Exercise objective: Please give back, word for word, only the lines starting at the one containing "Lenient numeric field" and ending at the one containing "impl<'de> Deserialize<'de> for" within the material below.

The data:
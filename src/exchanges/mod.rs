//! Market source integrations.
//!
//! Defines the `MarketSource` trait and provides public-endpoint
//! implementations for:
//! - Poloniex: keyed ticker object
//! - Crex24: instrument array
//! - Stex: market array
//! - Bittrex: wrapped market summaries
//!
//! Only BTC and LTC quoted markets are kept.
//!
//! Every adapter turns its source-specific JSON into the common
//! `TickerSnapshot` / `OrderBook` shapes. Numeric fields are parsed into
//! `f64` at this boundary; a market that fails to parse is dropped on its
//! own without failing the rest of the snapshot.

pub mod bittrex;
pub mod crex24;
pub mod poloniex;
pub mod stex;

use anyhow::{Context, Result};
use async_trait::async_trait;
use reqwest::Client;
use serde::de::{DeserializeOwned, Error as _};
use serde::{Deserialize, Deserializer};
use std::time::Duration;
use tracing::debug;

use crate::config::ExchangesConfig;
use crate::types::{ExchangeKind, OrderBook, ProfitError, QuoteCurrency, TickerSnapshot};

const USER_AGENT: &str = "profitswitch/0.1.0 (mining-profit-switcher)";

/// Abstraction over exchanges that publish a ticker and order books.
#[cfg_attr(test, mockall::automock)]
#[async_trait]
pub trait MarketSource: Send + Sync {
    /// Which exchange this is; keys the coin's `exchange_info`.
    fn kind(&self) -> ExchangeKind;

    /// Fetch every market the exchange lists.
    async fn fetch_ticker(&self) -> Result<TickerSnapshot>;

    /// Fetch the bid side of the book for `symbol` priced in `quote`.
    async fn fetch_order_book(&self, quote: QuoteCurrency, symbol: &str) -> Result<OrderBook>;
}

/// Build clients for every enabled exchange, in run order.
pub fn build_sources(cfg: &ExchangesConfig, timeout: Duration) -> Result<Vec<Box<dyn MarketSource>>> {
    let mut sources: Vec<Box<dyn MarketSource>> = Vec::new();
    for kind in cfg.enabled() {
        let base_url = cfg.get(kind).base_url.clone();
        let source: Box<dyn MarketSource> = match kind {
            ExchangeKind::Poloniex => Box::new(poloniex::PoloniexClient::new(base_url, timeout)?),
            ExchangeKind::Crex24 => Box::new(crex24::Crex24Client::new(base_url, timeout)?),
            ExchangeKind::Stex => Box::new(stex::StexClient::new(base_url, timeout)?),
            ExchangeKind::Bittrex => Box::new(bittrex::BittrexClient::new(base_url, timeout)?),
        };
        sources.push(source);
    }
    Ok(sources)
}

// ---------------------------------------------------------------------------
// Shared HTTP helpers
// ---------------------------------------------------------------------------

pub(crate) fn http_client(kind: ExchangeKind, timeout: Duration) -> Result<Client> {
    Client::builder()
        .timeout(timeout)
        .user_agent(USER_AGENT)
        .build()
        .with_context(|| format!("Failed to build HTTP client for {kind}"))
}

/// GET `url` and decode the body as `T`.
///
/// Non-2xx statuses become `ProfitError::Source`; a body of the wrong
/// shape becomes `ProfitError::Malformed`.
pub(crate) async fn get_json<T: DeserializeOwned>(
    http: &Client,
    kind: ExchangeKind,
    url: &str,
    query: &[(&str, &str)],
) -> Result<T> {
    debug!(exchange = %kind, url = %url, "Fetching");

    let resp = http
        .get(url)
        .query(query)
        .send()
        .await
        .with_context(|| format!("{kind} API request failed"))?;

    let status = resp.status();
    let body = resp
        .text()
        .await
        .with_context(|| format!("{kind} API response body could not be read"))?;
    if !status.is_success() {
        return Err(ProfitError::Source {
            exchange: kind,
            message: format!("HTTP {status}: {}", truncate(&body, 200)),
        }
        .into());
    }

    serde_json::from_str(&body).map_err(|e| {
        anyhow::Error::from(ProfitError::Malformed {
            exchange: kind,
            message: format!("{e}: {}", truncate(&body, 200)),
        })
    })
}

fn truncate(s: &str, max: usize) -> &str {
    match s.char_indices().nth(max) {
        Some((idx, _)) => &s[..idx],
        None => s,
    }
}

/// Decode each market independently, dropping the ones that don't parse.
pub(crate) fn parse_each<T: DeserializeOwned>(
    kind: ExchangeKind,
    items: impl IntoIterator<Item = serde_json::Value>,
) -> Vec<T> {
    items
        .into_iter()
        .filter_map(|item| match serde_json::from_value::<T>(item) {
            Ok(parsed) => Some(parsed),
            Err(e) => {
                debug!(exchange = %kind, error = %e, "Skipping unparseable market");
                None
            }
        })
        .collect()
}

/// Split a pair name into (base symbol, quote currency).
///
/// `quote_first` selects between `QUOTE<sep>BASE` and `BASE<sep>QUOTE`
/// naming. Pairs in unsupported quote currencies yield `None`.
pub(crate) fn split_pair(pair: &str, sep: char, quote_first: bool) -> Option<(String, QuoteCurrency)> {
    let (left, right) = pair.split_once(sep)?;
    let (base, quote) = if quote_first { (right, left) } else { (left, right) };
    if base.is_empty() {
        return None;
    }
    Some((base.to_ascii_uppercase(), QuoteCurrency::from_code(quote)?))
}

// ---------------------------------------------------------------------------
// Lenient numeric field
// ---------------------------------------------------------------------------

/// A price or volume that exchanges send either as a JSON number or as a
/// decimal string.
#[derive(Debug, Clone, Copy, PartialEq, Default)]
pub(crate) struct Num(pub f64);

impl<'de> Deserialize<'de> for Num {
    fn deserialize<D: Deserializer<'de>>(deserializer: D) -> Result<Self, D::Error> {
        #[derive(Deserialize)]
        #[serde(untagged)]
        enum Raw {
            Number(f64),
            Text(String),
        }

        let value = match Raw::deserialize(deserializer)? {
            Raw::Number(n) => n,
            Raw::Text(s) => s
                .trim()
                .parse::<f64>()
                .map_err(|_| D::Error::custom(format!("not a number: {s:?}")))?,
        };
        if !value.is_finite() {
            return Err(D::Error::custom("non-finite number"));
        }
        Ok(Num(value))
    }
}

/// Serve one HTTP 200 whose body stops short of its `Content-Length`, so
/// the headers arrive but reading the body fails. Returns the base URL.
#[cfg(test)]
pub(crate) async fn serve_truncated_body() -> String {
    use tokio::io::{AsyncReadExt, AsyncWriteExt};

    let listener = tokio::net::TcpListener::bind("127.0.0.1:0").await.unwrap();
    let addr = listener.local_addr().unwrap();
    tokio::spawn(async move {
        let (mut socket, _) = listener.accept().await.unwrap();

        // Drain the whole request first so closing doesn't reset the
        // connection under the client.
        let mut request = Vec::new();
        let mut buf = [0u8; 1024];
        loop {
            let n = socket.read(&mut buf).await.unwrap();
            if n == 0 {
                break;
            }
            request.extend_from_slice(&buf[..n]);
            let text = String::from_utf8_lossy(&request).to_ascii_lowercase();
            if let Some(end) = text.find("\r\n\r\n") {
                let body_len = text
                    .lines()
                    .find_map(|l| l.strip_prefix("content-length:"))
                    .and_then(|v| v.trim().parse::<usize>().ok())
                    .unwrap_or(0);
                if request.len() >= end + 4 + body_len {
                    break;
                }
            }
        }

        socket
            .write_all(
                b"HTTP/1.1 200 OK\r\nContent-Type: application/json\r\nContent-Length: 200\r\n\r\n{\"result\":",
            )
            .await
            .unwrap();
        socket.shutdown().await.unwrap();
    });

    format!("http://{addr}")
}

// ---------------------------------------------------------------------------
// Tests
// ---------------------------------------------------------------------------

Result for this task:
// Lenient numeric field
// ---------------------------------------------------------------------------

/// A price or volume that exchanges send either as a JSON number or as a
/// decimal string.
#[derive(Debug, Clone, Copy, PartialEq, Default)]
pub(crate) struct Num(pub f64);

impl<'de> Deserialize<'de> for Num {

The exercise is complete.